* **YOUR INSTRUCTIONS**
The lines to copy are those with "ComposeOutput" in them. Pull each one from the entries below.

* **DATA LISTING**
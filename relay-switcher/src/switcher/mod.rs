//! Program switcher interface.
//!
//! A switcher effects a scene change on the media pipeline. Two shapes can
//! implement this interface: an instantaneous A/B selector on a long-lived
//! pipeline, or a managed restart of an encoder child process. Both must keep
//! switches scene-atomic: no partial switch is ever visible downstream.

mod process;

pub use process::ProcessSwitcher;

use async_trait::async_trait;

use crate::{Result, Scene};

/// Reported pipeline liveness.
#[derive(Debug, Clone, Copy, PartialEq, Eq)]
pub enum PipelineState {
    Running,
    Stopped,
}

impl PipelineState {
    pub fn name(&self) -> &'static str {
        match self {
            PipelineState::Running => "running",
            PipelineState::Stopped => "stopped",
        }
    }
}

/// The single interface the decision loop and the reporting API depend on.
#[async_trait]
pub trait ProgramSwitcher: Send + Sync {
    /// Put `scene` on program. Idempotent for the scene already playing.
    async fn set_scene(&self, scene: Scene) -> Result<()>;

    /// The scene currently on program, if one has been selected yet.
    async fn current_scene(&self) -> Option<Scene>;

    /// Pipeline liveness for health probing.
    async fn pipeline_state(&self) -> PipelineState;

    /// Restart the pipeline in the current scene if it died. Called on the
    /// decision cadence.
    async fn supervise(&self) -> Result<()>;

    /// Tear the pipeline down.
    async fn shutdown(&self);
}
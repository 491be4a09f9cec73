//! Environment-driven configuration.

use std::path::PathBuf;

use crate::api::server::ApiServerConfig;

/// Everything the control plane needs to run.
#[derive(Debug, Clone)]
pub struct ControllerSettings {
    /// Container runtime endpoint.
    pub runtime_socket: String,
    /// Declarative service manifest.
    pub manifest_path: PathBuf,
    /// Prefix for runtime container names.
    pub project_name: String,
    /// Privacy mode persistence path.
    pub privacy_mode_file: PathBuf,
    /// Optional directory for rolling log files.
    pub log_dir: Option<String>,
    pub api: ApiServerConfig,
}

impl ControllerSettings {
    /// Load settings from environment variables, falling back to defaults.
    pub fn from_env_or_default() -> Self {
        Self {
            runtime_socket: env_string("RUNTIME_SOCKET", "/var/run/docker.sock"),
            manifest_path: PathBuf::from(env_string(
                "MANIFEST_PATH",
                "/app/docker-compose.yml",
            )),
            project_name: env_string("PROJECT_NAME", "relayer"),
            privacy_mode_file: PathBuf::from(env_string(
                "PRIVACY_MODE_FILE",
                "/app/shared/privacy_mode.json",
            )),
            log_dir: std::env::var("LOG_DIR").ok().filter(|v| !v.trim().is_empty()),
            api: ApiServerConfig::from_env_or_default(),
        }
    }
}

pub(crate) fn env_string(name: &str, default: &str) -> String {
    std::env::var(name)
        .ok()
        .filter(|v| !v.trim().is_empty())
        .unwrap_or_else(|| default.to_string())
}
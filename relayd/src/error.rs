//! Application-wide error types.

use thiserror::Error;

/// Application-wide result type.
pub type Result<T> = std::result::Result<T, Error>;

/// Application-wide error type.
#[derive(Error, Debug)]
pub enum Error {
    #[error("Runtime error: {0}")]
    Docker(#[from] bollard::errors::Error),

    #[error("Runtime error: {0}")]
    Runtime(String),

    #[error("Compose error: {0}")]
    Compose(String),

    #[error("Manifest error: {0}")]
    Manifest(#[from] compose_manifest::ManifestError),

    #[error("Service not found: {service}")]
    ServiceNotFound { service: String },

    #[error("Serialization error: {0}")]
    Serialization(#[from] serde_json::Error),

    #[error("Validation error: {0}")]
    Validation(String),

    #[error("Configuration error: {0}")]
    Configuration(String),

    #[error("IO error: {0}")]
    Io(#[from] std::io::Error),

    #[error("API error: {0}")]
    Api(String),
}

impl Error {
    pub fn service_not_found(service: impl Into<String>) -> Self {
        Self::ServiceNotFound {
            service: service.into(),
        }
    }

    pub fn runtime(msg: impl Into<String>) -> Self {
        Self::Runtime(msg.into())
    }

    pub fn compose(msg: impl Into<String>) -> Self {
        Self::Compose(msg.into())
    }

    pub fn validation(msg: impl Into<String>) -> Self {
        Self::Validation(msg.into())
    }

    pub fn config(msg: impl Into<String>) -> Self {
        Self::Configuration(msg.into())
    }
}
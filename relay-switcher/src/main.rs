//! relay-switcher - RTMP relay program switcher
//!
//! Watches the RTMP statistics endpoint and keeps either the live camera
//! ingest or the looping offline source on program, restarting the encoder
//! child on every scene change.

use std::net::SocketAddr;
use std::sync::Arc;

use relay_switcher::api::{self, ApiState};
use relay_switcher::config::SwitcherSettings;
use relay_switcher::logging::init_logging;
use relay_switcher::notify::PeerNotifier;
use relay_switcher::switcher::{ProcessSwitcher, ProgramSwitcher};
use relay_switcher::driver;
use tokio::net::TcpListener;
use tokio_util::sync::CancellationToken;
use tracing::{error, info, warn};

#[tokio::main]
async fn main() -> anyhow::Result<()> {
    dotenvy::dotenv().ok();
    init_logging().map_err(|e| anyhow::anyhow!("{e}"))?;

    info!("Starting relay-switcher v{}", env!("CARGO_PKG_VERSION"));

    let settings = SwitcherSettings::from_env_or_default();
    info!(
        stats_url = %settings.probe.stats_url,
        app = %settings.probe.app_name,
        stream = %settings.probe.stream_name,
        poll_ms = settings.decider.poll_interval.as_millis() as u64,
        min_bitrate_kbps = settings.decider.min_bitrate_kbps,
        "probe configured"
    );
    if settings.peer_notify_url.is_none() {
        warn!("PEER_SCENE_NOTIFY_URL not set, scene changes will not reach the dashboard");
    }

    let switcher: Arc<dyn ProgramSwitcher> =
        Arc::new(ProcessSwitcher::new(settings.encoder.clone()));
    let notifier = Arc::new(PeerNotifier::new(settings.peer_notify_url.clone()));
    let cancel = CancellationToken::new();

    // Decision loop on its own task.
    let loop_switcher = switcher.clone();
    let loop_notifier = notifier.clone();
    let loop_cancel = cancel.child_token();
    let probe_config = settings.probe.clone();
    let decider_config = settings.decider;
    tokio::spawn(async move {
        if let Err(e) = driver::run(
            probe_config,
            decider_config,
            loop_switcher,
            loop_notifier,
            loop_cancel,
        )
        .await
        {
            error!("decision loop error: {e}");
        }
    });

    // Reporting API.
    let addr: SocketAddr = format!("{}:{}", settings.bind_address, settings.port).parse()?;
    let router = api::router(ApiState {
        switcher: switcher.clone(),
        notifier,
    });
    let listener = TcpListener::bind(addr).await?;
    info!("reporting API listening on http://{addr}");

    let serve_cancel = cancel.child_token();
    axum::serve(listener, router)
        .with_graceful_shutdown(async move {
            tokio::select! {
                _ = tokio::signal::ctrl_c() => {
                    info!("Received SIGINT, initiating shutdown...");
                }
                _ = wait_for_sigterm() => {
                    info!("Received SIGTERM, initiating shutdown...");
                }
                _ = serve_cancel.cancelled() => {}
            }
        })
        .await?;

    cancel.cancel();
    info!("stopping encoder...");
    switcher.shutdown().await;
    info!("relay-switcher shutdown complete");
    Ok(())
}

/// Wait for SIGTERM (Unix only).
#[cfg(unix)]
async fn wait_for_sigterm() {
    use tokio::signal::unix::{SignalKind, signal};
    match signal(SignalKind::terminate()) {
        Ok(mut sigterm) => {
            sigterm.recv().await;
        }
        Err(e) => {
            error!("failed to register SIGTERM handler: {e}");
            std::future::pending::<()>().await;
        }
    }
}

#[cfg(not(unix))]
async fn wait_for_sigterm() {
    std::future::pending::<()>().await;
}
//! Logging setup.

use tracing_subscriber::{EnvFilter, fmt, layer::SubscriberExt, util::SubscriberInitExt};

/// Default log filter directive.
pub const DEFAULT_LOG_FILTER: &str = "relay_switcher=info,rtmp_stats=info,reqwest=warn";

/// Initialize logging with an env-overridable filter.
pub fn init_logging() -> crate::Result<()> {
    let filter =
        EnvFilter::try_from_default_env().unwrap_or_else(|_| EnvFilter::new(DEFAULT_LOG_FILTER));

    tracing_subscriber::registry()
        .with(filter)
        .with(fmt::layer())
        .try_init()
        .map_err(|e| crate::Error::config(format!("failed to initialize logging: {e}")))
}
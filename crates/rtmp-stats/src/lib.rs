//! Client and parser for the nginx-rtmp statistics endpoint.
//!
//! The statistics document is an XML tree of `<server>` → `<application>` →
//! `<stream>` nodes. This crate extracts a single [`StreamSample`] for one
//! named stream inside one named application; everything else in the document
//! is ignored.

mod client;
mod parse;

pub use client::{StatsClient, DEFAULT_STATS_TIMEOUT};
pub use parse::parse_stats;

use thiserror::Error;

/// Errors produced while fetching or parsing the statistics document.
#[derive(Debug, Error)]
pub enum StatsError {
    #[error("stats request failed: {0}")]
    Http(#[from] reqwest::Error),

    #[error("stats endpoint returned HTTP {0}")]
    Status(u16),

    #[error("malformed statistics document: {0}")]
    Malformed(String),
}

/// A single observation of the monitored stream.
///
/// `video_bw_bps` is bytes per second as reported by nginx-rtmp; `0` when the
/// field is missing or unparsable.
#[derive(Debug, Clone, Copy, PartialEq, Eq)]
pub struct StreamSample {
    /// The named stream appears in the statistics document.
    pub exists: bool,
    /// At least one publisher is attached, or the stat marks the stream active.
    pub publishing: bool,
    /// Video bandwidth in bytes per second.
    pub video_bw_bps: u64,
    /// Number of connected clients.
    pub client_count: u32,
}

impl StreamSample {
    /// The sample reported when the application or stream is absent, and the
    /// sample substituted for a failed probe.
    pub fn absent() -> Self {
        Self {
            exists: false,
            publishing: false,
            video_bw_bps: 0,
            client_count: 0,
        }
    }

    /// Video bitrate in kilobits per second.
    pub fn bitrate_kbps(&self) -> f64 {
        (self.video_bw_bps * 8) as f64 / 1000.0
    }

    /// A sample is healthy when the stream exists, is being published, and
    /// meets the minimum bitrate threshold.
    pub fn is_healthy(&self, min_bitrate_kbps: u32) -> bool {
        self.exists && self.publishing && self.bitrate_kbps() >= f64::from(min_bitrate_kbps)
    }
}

---

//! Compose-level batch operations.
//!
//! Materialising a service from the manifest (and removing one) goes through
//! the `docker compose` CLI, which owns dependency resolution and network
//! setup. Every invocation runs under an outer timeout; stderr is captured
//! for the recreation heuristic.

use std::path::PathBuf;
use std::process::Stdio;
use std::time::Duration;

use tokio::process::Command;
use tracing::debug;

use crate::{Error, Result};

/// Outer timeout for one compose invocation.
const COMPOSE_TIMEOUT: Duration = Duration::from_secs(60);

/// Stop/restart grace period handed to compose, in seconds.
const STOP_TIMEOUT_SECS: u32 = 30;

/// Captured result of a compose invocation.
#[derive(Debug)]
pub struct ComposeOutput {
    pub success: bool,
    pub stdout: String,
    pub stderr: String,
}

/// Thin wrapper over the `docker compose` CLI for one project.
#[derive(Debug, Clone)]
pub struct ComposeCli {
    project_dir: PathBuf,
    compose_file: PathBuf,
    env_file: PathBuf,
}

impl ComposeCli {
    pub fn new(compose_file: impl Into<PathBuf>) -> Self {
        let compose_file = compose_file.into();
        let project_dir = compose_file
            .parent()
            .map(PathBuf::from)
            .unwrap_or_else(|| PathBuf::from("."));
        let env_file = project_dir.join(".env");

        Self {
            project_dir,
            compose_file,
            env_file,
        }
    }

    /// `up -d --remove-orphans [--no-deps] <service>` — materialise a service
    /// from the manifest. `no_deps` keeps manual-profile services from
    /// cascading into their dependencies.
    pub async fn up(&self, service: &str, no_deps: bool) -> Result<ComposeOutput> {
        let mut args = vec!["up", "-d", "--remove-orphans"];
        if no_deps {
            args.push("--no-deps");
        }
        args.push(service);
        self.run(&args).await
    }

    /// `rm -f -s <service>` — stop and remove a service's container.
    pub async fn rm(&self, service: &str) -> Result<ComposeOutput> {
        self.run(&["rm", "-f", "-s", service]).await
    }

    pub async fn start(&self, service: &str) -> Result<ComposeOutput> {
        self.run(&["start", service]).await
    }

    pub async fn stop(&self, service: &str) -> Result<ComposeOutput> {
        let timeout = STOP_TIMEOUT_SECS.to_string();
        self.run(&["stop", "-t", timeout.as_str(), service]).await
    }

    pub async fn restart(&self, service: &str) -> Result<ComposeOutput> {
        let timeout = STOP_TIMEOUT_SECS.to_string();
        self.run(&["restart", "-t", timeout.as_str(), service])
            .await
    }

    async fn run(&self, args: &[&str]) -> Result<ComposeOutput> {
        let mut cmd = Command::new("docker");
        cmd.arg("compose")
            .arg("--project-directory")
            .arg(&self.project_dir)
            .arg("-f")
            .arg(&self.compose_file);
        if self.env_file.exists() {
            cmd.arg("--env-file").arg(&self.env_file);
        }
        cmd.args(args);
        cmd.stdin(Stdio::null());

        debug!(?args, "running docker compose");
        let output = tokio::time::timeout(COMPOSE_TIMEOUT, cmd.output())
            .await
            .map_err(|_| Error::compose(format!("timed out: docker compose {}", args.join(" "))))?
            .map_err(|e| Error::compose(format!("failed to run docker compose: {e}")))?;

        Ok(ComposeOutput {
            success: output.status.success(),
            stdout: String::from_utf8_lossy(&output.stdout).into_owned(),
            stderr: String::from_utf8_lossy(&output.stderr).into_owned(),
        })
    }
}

* **WRITTEN ANSWER**
pub struct ComposeOutput {
    pub async fn up(&self, service: &str, no_deps: bool) -> Result<ComposeOutput> {
    pub async fn rm(&self, service: &str) -> Result<ComposeOutput> {
    pub async fn start(&self, service: &str) -> Result<ComposeOutput> {
    pub async fn stop(&self, service: &str) -> Result<ComposeOutput> {
    pub async fn restart(&self, service: &str) -> Result<ComposeOutput> {
    async fn run(&self, args: &[&str]) -> Result<ComposeOutput> {
        Ok(ComposeOutput {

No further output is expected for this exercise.